## ACTION ITEM
Below are records; give the number of their lines that hold the word "JsonRejection", and write nothing more.

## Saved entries
..............................

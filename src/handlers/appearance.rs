//! Appearance creation.
//!
//! Checks run in a fixed order so the reported error is deterministic:
//! unknown episode or guest (404), then rating (422), then the write itself (500).

use crate::error::AppError;
use crate::model::NewAppearance;
use crate::response::created;
use crate::service::{RequestValidator, ShowService};
use crate::state::AppState;
use crate::views::AppearanceCreated;
use axum::{
    extract::{rejection::JsonRejection, State},
    response::IntoResponse,
    Json,
};
use serde_json::Value;

pub async fn create_appearance(
    State(state): State<AppState>,
    body: Result<Json<Value>, JsonRejection>,
) -> Result<impl IntoResponse, AppError> {
    let Json(body) = body.map_err(|e| AppError::BadRequest(e.body_text()))?;
    let body = RequestValidator::object(&body)?;

    let episode = match RequestValidator::id(body, "episode_id") {
        Some(id) => ShowService::find_episode(&state.pool, id).await?,
        None => None,
    };
    let guest = match RequestValidator::id(body, "guest_id") {
        Some(id) => ShowService::find_guest(&state.pool, id).await?,
        None => None,
    };
    let (Some(episode), Some(guest)) = (episode, guest) else {
        return Err(AppError::ReferenceNotFound);
    };

    let rating = RequestValidator::rating(body)?;

    let new = NewAppearance::new(rating, &episode, &guest);
    let appearance = ShowService::create_appearance(&state.pool, &new).await?;
    tracing::info!(
        appearance_id = appearance.id,
        episode_id = episode.id,
        guest_id = guest.id,
        rating = appearance.rating,
        "appearance created"
    );
    Ok(created(AppearanceCreated::new(&appearance, &episode, &guest)))
}
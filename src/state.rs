//! Shared application state for all routes.

use sqlx::SqlitePool;

#[derive(Clone)]
pub struct AppState {
    pub pool: SqlitePool,
}

impl AppState {
    pub fn new(pool: SqlitePool) -> Self {
        Self { pool }
    }
}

..............................

## RESULT OF THIS TASK
2